## Directions for this task:
Look through the records that follow and state how many lines hold the word "rerun", without adding anything.

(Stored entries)
===============
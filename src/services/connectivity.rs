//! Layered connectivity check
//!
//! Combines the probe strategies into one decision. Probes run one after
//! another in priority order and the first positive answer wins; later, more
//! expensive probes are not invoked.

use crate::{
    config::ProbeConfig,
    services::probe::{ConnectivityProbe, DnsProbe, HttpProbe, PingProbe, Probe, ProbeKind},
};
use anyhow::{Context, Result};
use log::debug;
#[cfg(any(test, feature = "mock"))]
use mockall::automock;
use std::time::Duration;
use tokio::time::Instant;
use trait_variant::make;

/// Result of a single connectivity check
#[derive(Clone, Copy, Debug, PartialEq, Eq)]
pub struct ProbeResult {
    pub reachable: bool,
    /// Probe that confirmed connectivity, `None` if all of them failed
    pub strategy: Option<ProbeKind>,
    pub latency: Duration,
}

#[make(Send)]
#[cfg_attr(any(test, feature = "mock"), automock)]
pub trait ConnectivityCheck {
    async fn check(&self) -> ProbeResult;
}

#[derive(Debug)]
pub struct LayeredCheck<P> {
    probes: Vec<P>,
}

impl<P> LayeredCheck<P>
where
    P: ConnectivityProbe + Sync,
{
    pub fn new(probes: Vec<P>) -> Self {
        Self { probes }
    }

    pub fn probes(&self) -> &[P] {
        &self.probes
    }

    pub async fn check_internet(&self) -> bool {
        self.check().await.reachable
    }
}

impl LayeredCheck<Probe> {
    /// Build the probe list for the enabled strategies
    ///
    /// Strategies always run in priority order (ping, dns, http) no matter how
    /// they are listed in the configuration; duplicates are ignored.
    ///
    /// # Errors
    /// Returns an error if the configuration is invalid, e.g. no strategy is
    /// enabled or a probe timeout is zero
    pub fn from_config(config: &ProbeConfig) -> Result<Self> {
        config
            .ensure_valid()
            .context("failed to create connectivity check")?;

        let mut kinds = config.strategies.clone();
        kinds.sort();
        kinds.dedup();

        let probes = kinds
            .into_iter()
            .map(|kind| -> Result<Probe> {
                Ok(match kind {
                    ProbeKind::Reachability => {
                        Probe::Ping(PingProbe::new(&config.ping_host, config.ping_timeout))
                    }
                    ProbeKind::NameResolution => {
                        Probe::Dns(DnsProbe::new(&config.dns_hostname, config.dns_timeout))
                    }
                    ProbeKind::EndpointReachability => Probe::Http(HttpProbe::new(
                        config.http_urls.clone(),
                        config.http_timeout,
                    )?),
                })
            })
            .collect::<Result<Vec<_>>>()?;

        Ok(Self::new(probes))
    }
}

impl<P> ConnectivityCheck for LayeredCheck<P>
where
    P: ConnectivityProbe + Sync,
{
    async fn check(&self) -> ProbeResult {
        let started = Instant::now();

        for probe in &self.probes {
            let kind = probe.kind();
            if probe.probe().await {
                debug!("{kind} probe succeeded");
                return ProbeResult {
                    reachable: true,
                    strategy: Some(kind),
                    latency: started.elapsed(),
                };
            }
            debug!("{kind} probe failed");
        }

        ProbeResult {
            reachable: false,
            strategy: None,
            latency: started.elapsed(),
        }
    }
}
===============
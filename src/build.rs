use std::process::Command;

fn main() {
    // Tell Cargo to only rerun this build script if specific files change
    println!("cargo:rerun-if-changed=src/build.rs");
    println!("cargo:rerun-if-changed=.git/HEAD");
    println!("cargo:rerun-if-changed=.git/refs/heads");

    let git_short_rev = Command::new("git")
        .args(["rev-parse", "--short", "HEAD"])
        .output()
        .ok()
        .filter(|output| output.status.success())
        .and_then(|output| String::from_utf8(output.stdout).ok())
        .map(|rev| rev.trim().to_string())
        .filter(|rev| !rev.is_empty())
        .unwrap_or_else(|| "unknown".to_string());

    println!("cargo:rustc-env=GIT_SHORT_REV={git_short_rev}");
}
===============
## Answer space:
4